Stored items
* * *

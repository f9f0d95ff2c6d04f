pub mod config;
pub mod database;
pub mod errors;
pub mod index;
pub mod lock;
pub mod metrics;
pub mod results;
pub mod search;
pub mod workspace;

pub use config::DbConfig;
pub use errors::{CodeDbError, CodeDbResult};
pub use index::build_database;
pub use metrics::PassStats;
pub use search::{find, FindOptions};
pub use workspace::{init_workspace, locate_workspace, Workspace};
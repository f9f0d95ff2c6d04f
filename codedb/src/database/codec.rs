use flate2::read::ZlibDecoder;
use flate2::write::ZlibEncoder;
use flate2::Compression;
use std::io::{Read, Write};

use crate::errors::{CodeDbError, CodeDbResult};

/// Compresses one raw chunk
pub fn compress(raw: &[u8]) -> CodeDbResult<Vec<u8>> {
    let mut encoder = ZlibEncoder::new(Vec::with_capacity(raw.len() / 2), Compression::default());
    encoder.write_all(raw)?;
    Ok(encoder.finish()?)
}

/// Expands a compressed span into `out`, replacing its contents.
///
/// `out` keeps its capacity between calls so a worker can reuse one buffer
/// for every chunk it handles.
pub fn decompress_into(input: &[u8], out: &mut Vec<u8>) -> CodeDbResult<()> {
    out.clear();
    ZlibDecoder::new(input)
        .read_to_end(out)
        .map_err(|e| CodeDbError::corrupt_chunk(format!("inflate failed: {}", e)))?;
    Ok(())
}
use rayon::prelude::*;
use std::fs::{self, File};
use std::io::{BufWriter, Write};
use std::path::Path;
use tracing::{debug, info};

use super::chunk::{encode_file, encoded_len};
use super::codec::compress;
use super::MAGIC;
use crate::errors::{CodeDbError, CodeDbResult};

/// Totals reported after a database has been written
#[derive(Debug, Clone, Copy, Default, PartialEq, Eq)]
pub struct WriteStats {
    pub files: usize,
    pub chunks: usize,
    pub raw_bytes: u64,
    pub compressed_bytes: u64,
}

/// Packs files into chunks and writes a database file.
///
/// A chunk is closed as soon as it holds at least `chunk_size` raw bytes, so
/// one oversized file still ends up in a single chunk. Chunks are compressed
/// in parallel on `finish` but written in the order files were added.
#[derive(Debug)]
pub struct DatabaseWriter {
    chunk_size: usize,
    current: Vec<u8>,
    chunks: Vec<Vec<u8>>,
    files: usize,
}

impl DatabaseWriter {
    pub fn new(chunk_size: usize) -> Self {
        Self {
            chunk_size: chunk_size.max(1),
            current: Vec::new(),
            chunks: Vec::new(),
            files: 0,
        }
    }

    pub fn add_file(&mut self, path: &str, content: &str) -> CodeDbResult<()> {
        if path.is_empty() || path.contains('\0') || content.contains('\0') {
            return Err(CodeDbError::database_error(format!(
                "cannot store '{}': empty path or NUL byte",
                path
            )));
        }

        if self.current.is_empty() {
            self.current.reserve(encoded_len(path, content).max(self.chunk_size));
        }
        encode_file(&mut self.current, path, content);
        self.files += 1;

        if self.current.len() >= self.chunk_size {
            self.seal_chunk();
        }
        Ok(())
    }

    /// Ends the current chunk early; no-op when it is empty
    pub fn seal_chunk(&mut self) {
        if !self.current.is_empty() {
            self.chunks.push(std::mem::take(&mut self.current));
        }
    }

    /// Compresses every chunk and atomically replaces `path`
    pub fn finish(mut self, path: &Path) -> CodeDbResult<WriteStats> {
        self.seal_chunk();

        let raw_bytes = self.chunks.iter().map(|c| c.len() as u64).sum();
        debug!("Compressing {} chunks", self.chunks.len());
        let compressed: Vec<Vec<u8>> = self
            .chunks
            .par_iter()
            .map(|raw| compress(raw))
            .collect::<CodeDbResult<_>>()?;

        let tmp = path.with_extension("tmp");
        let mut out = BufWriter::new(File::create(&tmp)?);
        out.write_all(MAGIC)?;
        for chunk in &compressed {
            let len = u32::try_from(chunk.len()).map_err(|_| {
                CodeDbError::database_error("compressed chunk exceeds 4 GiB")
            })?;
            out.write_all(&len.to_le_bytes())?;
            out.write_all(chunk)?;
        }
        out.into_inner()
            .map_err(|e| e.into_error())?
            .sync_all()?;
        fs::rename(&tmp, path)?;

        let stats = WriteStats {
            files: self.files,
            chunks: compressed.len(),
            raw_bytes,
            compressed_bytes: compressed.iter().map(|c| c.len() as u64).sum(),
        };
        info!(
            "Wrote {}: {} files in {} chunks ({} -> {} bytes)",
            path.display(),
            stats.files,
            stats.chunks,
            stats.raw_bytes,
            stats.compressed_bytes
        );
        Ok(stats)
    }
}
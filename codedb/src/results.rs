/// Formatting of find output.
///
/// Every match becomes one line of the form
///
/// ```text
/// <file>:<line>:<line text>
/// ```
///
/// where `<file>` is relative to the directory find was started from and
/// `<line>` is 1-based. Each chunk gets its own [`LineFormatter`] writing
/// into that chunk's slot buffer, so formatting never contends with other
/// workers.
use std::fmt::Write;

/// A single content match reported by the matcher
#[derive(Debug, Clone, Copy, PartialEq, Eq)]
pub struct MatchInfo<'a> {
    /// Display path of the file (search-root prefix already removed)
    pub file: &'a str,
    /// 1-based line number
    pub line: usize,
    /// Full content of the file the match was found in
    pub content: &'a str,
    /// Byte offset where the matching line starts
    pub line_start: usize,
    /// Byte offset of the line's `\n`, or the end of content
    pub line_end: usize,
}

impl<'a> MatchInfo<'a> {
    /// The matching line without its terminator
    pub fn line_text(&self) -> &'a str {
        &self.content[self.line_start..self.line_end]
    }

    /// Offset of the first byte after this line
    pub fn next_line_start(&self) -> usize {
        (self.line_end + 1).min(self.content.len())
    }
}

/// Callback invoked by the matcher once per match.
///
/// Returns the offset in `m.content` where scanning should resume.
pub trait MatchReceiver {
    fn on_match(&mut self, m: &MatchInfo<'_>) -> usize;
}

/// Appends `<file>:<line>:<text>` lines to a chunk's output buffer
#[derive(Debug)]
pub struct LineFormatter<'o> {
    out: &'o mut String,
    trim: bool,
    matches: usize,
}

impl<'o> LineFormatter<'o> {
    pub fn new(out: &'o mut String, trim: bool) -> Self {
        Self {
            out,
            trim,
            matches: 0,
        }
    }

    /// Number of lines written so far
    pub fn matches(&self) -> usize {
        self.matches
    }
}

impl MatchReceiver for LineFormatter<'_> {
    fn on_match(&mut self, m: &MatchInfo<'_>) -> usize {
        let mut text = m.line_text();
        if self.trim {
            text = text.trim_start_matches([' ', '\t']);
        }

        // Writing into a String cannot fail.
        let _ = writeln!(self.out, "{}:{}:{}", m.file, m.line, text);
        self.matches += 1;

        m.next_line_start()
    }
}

* * *

## Prompt
Exactly as they appear above, write out all of the lines.

## Output for this exercise
repository f9f0d95ff2c6d04f
pub mod config;
pub mod database;
pub mod errors;
pub mod index;
pub mod lock;
pub mod metrics;
pub mod results;
pub mod search;
pub mod workspace;

pub use config::DbConfig;
pub use errors::{CodeDbError, CodeDbResult};
pub use index::build_database;
pub use metrics::PassStats;
pub use search::{find, FindOptions};
pub use workspace::{init_workspace, locate_workspace, Workspace};
repository f9f0d95ff2c6d04f
filename codedb/src/database/codec.rs
use flate2::read::ZlibDecoder;
use flate2::write::ZlibEncoder;
use flate2::Compression;
use std::io::{Read, Write};

use crate::errors::{CodeDbError, CodeDbResult};

/// Compresses one raw chunk
pub fn compress(raw: &[u8]) -> CodeDbResult<Vec<u8>> {
    let mut encoder = ZlibEncoder::new(Vec::with_capacity(raw.len() / 2), Compression::default());
    encoder.write_all(raw)?;
    Ok(encoder.finish()?)
}

/// Expands a compressed span into `out`, replacing its contents.
///
/// `out` keeps its capacity between calls so a worker can reuse one buffer
/// for every chunk it handles.
pub fn decompress_into(input: &[u8], out: &mut Vec<u8>) -> CodeDbResult<()> {
    out.clear();
    ZlibDecoder::new(input)
        .read_to_end(out)
        .map_err(|e| CodeDbError::corrupt_chunk(format!("inflate failed: {}", e)))?;
    Ok(())
}
use rayon::prelude::*;
use std::fs::{self, File};
use std::io::{BufWriter, Write};
use std::path::Path;
use tracing::{debug, info};

use super::chunk::{encode_file, encoded_len};
use super::codec::compress;
use super::MAGIC;
use crate::errors::{CodeDbError, CodeDbResult};

/// Totals reported after a database has been written
#[derive(Debug, Clone, Copy, Default, PartialEq, Eq)]
pub struct WriteStats {
    pub files: usize,
    pub chunks: usize,
    pub raw_bytes: u64,
    pub compressed_bytes: u64,
}

/// Packs files into chunks and writes a database file.
///
/// A chunk is closed as soon as it holds at least `chunk_size` raw bytes, so
/// one oversized file still ends up in a single chunk. Chunks are compressed
/// in parallel on `finish` but written in the order files were added.
#[derive(Debug)]
pub struct DatabaseWriter {
    chunk_size: usize,
    current: Vec<u8>,
    chunks: Vec<Vec<u8>>,
    files: usize,
}

impl DatabaseWriter {
    pub fn new(chunk_size: usize) -> Self {
        Self {
            chunk_size: chunk_size.max(1),
            current: Vec::new(),
            chunks: Vec::new(),
            files: 0,
        }
    }

    pub fn add_file(&mut self, path: &str, content: &str) -> CodeDbResult<()> {
        if path.is_empty() || path.contains('\0') || content.contains('\0') {
            return Err(CodeDbError::database_error(format!(
                "cannot store '{}': empty path or NUL byte",
                path
            )));
        }

        if self.current.is_empty() {
            self.current.reserve(encoded_len(path, content).max(self.chunk_size));
        }
        encode_file(&mut self.current, path, content);
        self.files += 1;

        if self.current.len() >= self.chunk_size {
            self.seal_chunk();
        }
        Ok(())
    }

    /// Ends the current chunk early; no-op when it is empty
    pub fn seal_chunk(&mut self) {
        if !self.current.is_empty() {
            self.chunks.push(std::mem::take(&mut self.current));
        }
    }

    /// Compresses every chunk and atomically replaces `path`
    pub fn finish(mut self, path: &Path) -> CodeDbResult<WriteStats> {
        self.seal_chunk();

        let raw_bytes = self.chunks.iter().map(|c| c.len() as u64).sum();
        debug!("Compressing {} chunks", self.chunks.len());
        let compressed: Vec<Vec<u8>> = self
            .chunks
            .par_iter()
            .map(|raw| compress(raw))
            .collect::<CodeDbResult<_>>()?;

        let tmp = path.with_extension("tmp");
        let mut out = BufWriter::new(File::create(&tmp)?);
        out.write_all(MAGIC)?;
        for chunk in &compressed {
            let len = u32::try_from(chunk.len()).map_err(|_| {
                CodeDbError::database_error("compressed chunk exceeds 4 GiB")
            })?;
            out.write_all(&len.to_le_bytes())?;
            out.write_all(chunk)?;
        }
        out.into_inner()
            .map_err(|e| e.into_error())?
            .sync_all()?;
        fs::rename(&tmp, path)?;

        let stats = WriteStats {
            files: self.files,
            chunks: compressed.len(),
            raw_bytes,
            compressed_bytes: compressed.iter().map(|c| c.len() as u64).sum(),
        };
        info!(
            "Wrote {}: {} files in {} chunks ({} -> {} bytes)",
            path.display(),
            stats.files,
            stats.chunks,
            stats.raw_bytes,
            stats.compressed_bytes
        );
        Ok(stats)
    }
}
filename codedb/src/results.rs
/// Formatting of find output.
///
/// Every match becomes one line of the form
///
/// ```text
/// <file>:<line>:<line text>
/// ```
///
/// where `<file>` is relative to the directory find was started from and
/// `<line>` is 1-based. Each chunk gets its own [`LineFormatter`] writing
/// into that chunk's slot buffer, so formatting never contends with other
/// workers.
use std::fmt::Write;

/// A single content match reported by the matcher
#[derive(Debug, Clone, Copy, PartialEq, Eq)]
pub struct MatchInfo<'a> {
    /// Display path of the file (search-root prefix already removed)
    pub file: &'a str,
    /// 1-based line number
    pub line: usize,
    /// Full content of the file the match was found in
    pub content: &'a str,
    /// Byte offset where the matching line starts
    pub line_start: usize,
    /// Byte offset of the line's `\n`, or the end of content
    pub line_end: usize,
}

impl<'a> MatchInfo<'a> {
    /// The matching line without its terminator
    pub fn line_text(&self) -> &'a str {
        &self.content[self.line_start..self.line_end]
    }

    /// Offset of the first byte after this line
    pub fn next_line_start(&self) -> usize {
        (self.line_end + 1).min(self.content.len())
    }
}

/// Callback invoked by the matcher once per match.
///
/// Returns the offset in `m.content` where scanning should resume.
pub trait MatchReceiver {
    fn on_match(&mut self, m: &MatchInfo<'_>) -> usize;
}

/// Appends `<file>:<line>:<text>` lines to a chunk's output buffer
#[derive(Debug)]
pub struct LineFormatter<'o> {
    out: &'o mut String,
    trim: bool,
    matches: usize,
}

impl<'o> LineFormatter<'o> {
    pub fn new(out: &'o mut String, trim: bool) -> Self {
        Self {
            out,
            trim,
            matches: 0,
        }
    }

    /// Number of lines written so far
    pub fn matches(&self) -> usize {
        self.matches
    }
}

impl MatchReceiver for LineFormatter<'_> {
    fn on_match(&mut self, m: &MatchInfo<'_>) -> usize {
        let mut text = m.line_text();
        if self.trim {
            text = text.trim_start_matches([' ', '\t']);
        }

        // Writing into a String cannot fail.
        let _ = writeln!(self.out, "{}:{}:{}", m.file, m.line, text);
        self.matches += 1;

        m.next_line_start()
    }
}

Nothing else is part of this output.